For 1 node a speedup of 2x is achieved by using GPU-aware MPI. Here all GPUs can directly communicate with each other over the high-bandwidth NVLink connection.
The speedup is slightly reduced for the execution across 2 nodes. GPUs of different nodes must communicate over InfiBand which offers reduced bandwidth compared NVLink.
Further investigation of the trace for 4 nodes reveals MPI_Bcast and MPI_Scatter as the cause for the increased runtime of the GPU-unaware execution.
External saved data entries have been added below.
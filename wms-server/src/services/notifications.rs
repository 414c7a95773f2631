//! Per-barcode popup notifications

use serde::Deserialize;
use wms_core::import::read_notification_rows;
use wms_core::messages;
use wms_core::model::{Barcode, PopupType, SoundEvent, ValidationError};

use super::{ServiceContext, ServiceError};
use crate::db::repos::{NewNotification, Notification, NotificationRepo};

const MAX_TITLE: usize = 255;
const MAX_MESSAGE: usize = 1000;

#[derive(Debug, Clone, Deserialize)]
pub struct NotificationInput {
    pub barcode: String,
    pub event_type: Option<String>,
    pub popup_type: Option<String>,
    pub title: Option<String>,
    pub message: String,
}

impl NotificationInput {
    fn into_new(self, created_by: &str) -> Result<NewNotification, ValidationError> {
        let barcode = Barcode::new(&self.barcode)?;

        let event_type = match self.event_type.as_deref().map(str::trim).filter(|s| !s.is_empty()) {
            Some(raw) => raw.parse::<SoundEvent>()?,
            None => SoundEvent::Warning,
        };
        let popup_type = match self.popup_type.as_deref().map(str::trim).filter(|s| !s.is_empty()) {
            Some(raw) => raw.parse::<PopupType>()?,
            None => PopupType::default(),
        };

        let title = self
            .title
            .as_deref()
            .map(str::trim)
            .filter(|s| !s.is_empty())
            .map(str::to_owned);
        if title.as_ref().is_some_and(|t| t.chars().count() > MAX_TITLE) {
            return Err(ValidationError::TooLong {
                field: "หัวข้อ",
                max: MAX_TITLE,
            });
        }

        let message = self.message.trim();
        if message.is_empty() {
            return Err(ValidationError::Empty { field: "ข้อความ" });
        }
        if message.chars().count() > MAX_MESSAGE {
            return Err(ValidationError::TooLong {
                field: "ข้อความ",
                max: MAX_MESSAGE,
            });
        }

        Ok(NewNotification {
            barcode: barcode.into_string(),
            event_type: event_type.as_str().to_string(),
            popup_type: popup_type.as_str().to_string(),
            title,
            message: message.to_string(),
            created_by: created_by.to_string(),
        })
    }
}

pub struct NotificationService<'a> {
    ctx: ServiceContext<'a>,
}

impl<'a> NotificationService<'a> {
    pub fn new(ctx: ServiceContext<'a>) -> Self {
        Self { ctx }
    }

    pub async fn for_barcode(&self, barcode: &str) -> Result<Option<Notification>, ServiceError> {
        let barcode = Barcode::new(barcode)?;
        Ok(NotificationRepo::new(self.ctx.pool)
            .for_barcode(barcode.as_str())
            .await?)
    }

    pub async fn list(&self) -> Result<Vec<Notification>, ServiceError> {
        Ok(NotificationRepo::new(self.ctx.pool).list().await?)
    }

    pub async fn create(
        &self,
        input: NotificationInput,
        user: &str,
    ) -> Result<Notification, ServiceError> {
        let new = input.into_new(user)?;
        let created = NotificationRepo::new(self.ctx.pool).create(&new).await?;
        tracing::info!(id = created.id, barcode = %created.barcode, "notification created");
        Ok(created)
    }

    pub async fn delete(&self, id: i64) -> Result<(), ServiceError> {
        if NotificationRepo::new(self.ctx.pool).delete(id).await? {
            Ok(())
        } else {
            Err(ServiceError::not_found(messages::record_not_found(
                "notification",
                &id.to_string(),
            )))
        }
    }

    pub async fn toggle(&self, id: i64) -> Result<Notification, ServiceError> {
        Ok(NotificationRepo::new(self.ctx.pool).toggle(id).await?)
    }

    pub async fn clear(&self) -> Result<u64, ServiceError> {
        let removed = NotificationRepo::new(self.ctx.pool).clear().await?;
        tracing::info!(removed, "notifications cleared");
        Ok(removed)
    }

    /// Replace every rule with the contents of a CSV file. Any invalid row
    /// rejects the whole file.
    pub async fn import_csv(&self, bytes: &[u8], user: &str) -> Result<u64, ServiceError> {
        let rows = read_notification_rows(bytes)?;
        if rows.is_empty() {
            return Err(ServiceError::bad_input(messages::NO_IMPORT_DATA));
        }

        let mut rules = Vec::with_capacity(rows.len());
        for row in rows {
            let line = row.line;
            let input = NotificationInput {
                barcode: row.barcode,
                event_type: Some(row.event_type),
                popup_type: Some(row.popup_type),
                title: Some(row.title),
                message: row.message,
            };
            let rule = input
                .into_new(user)
                .map_err(|e| ServiceError::bad_input(format!("แถว {}: {}", line, e)))?;
            rules.push(rule);
        }

        let inserted = NotificationRepo::new(self.ctx.pool)
            .replace_all(&rules)
            .await?;
        tracing::info!(inserted, user, "notifications replaced from CSV");
        Ok(inserted)
    }
}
For 8 nodes, both configurations seem to converge. The host to device transfer of matrix B takes less time, as the chunk size each process handles is further reduced. Similarly the device to host transfer of matrix C takes less time.

The following two figures show the POP metrics as reported by TALP v3.6.0-beta1 for both configurations for executions with 1 to 8 nodes.
The decreasing Device Communication Efficiency of the GPU-aware execution can be explained by proportionally more data being transferred between GPUs across nodes than among GPUs within a node.
Inter-node GPU-to-GPU transfers involve data transfers between host and device even for GPU-aware MPI communication, therefore the Device Communication becomes less efficient with an increasing number of nodes.


The figure below depicts the network architecture of a GPU node on Leonardo.
The CPU is connected to each GPU via PCIe 4.0, offering 32 GB/s bandwidth per CPU-GPU communication.
All GPUs of a node a are directly connected with each other via NVLink 3.0, providing 200 GB/s bidirectional bandwidth per GPU pair.
Multi-node communication is enabled via InfiBand HDR100 NICs, allowing 12.5 GB/s bandwidth between GPUs of two different nodes.
Additionally, NVIDIA GPUDirect RDMA is enabled, allowing direct GPU-to-GPU communication between nodes, without involvement of the CPU.